The game is experiencing extremely high demand all over the globe, causing servers to crash. After "Pokémon Go" was launched in Canada Sunday, the app’s servers were severely overloaded in the hour after the Twitter announcement. “Trainers” in other countries are facing similar troubles, but the developers are working on resolving the issues.
“At present, the server capacity in Japan is not powerful enough. We are working hard with our partners in Japan to enable the servers to keep up with demand once the game goes online there. We expect it to be released by the end of July,” Hanke told Forbes.
However, sources confirmed to TechCrunch that "Pokémon Go" will go live in Japan Wednesday.
The launch in Japan is also significant as it is reported to be the first instance where Nintendo has tied up with an official partner — McDonald's.
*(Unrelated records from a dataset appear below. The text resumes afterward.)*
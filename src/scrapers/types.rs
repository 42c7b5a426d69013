use crate::models::Category;
use serde::{Deserialize, Serialize};
use std::fmt;

/// Identifies a discovered category within its supplier
#[derive(Debug, Clone, Serialize, Deserialize, PartialEq, Eq, Hash)]
pub enum CategoryKey {
    /// Flat key, e.g. `salle_de_bain`
    Named(String),
    /// Menu path from primary to tertiary
    Path {
        primary: String,
        secondary: String,
        tertiary: Option<String>,
    },
}

impl CategoryKey {
    /// Key used to look up the selector set in the supplier config
    pub fn selector_key(&self) -> &str {
        match self {
            CategoryKey::Named(name) => name,
            CategoryKey::Path { .. } => "tiles",
        }
    }

    pub fn to_category(&self) -> Category {
        match self {
            CategoryKey::Named(name) => Category::One(name.clone()),
            CategoryKey::Path {
                primary,
                secondary,
                tertiary,
            } => Category::Many(vec![
                Some(primary.clone()),
                Some(secondary.clone()),
                tertiary.clone(),
            ]),
        }
    }
}

impl fmt::Display for CategoryKey {
    fn fmt(&self, f: &mut fmt::Formatter<'_>) -> fmt::Result {
        match self {
            CategoryKey::Named(name) => write!(f, "{}", name),
            CategoryKey::Path {
                primary,
                secondary,
                tertiary: Some(tertiary),
            } => write!(f, "{} > {} > {}", primary, secondary, tertiary),
            CategoryKey::Path {
                primary, secondary, ..
            } => write!(f, "{} > {}", primary, secondary),
        }
    }
}

/// A category listing page found on the supplier site
#[derive(Debug, Clone, Serialize, Deserialize, PartialEq)]
pub struct DiscoveredCategory {
    pub key: CategoryKey,
    pub url: String,
}

impl DiscoveredCategory {
    pub fn named(key: impl Into<String>, url: impl Into<String>) -> Self {
        Self {
            key: CategoryKey::Named(key.into()),
            url: url.into(),
        }
    }
}

/// One page to load
#[derive(Debug, Clone, Default)]
pub struct PageRequest {
    pub url: String,
    /// Selector that must be present before the HTML is captured
    pub wait_for: Option<String>,
}

impl PageRequest {
    pub fn new(url: impl Into<String>) -> Self {
        Self {
            url: url.into(),
            wait_for: None,
        }
    }

    pub fn waiting_for(mut self, selector: impl Into<String>) -> Self {
        self.wait_for = Some(selector.into());
        self
    }
}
TechCrunch reported that McDonald's will be the first launch partner in a tie-in where more than 3,000 of its fast food restaurants across the country will become gyms for Pokémon collectors. The collaboration could be a significant one if "Pokémon Go" is able to sustain itself beyond being a short-lived craze. It will then be replicated in other parts of the world, proving to be highly lucrative for both the game makers and brands seeking an increased number of customers.
Japan will be the first country in Asia to welcome the game. Addressing delays in introduction into Korea and China, Hanke said, “ Google ’s map information system in Korea is limited due to security concerns over North Korea. In China, however, it is technically possible, but difficult to introduce due to the many hurdles, or should I say regulations we’d have to clear to get it to users.”
Niantic, however, expects the game to expand to over 200 countries within the next few months.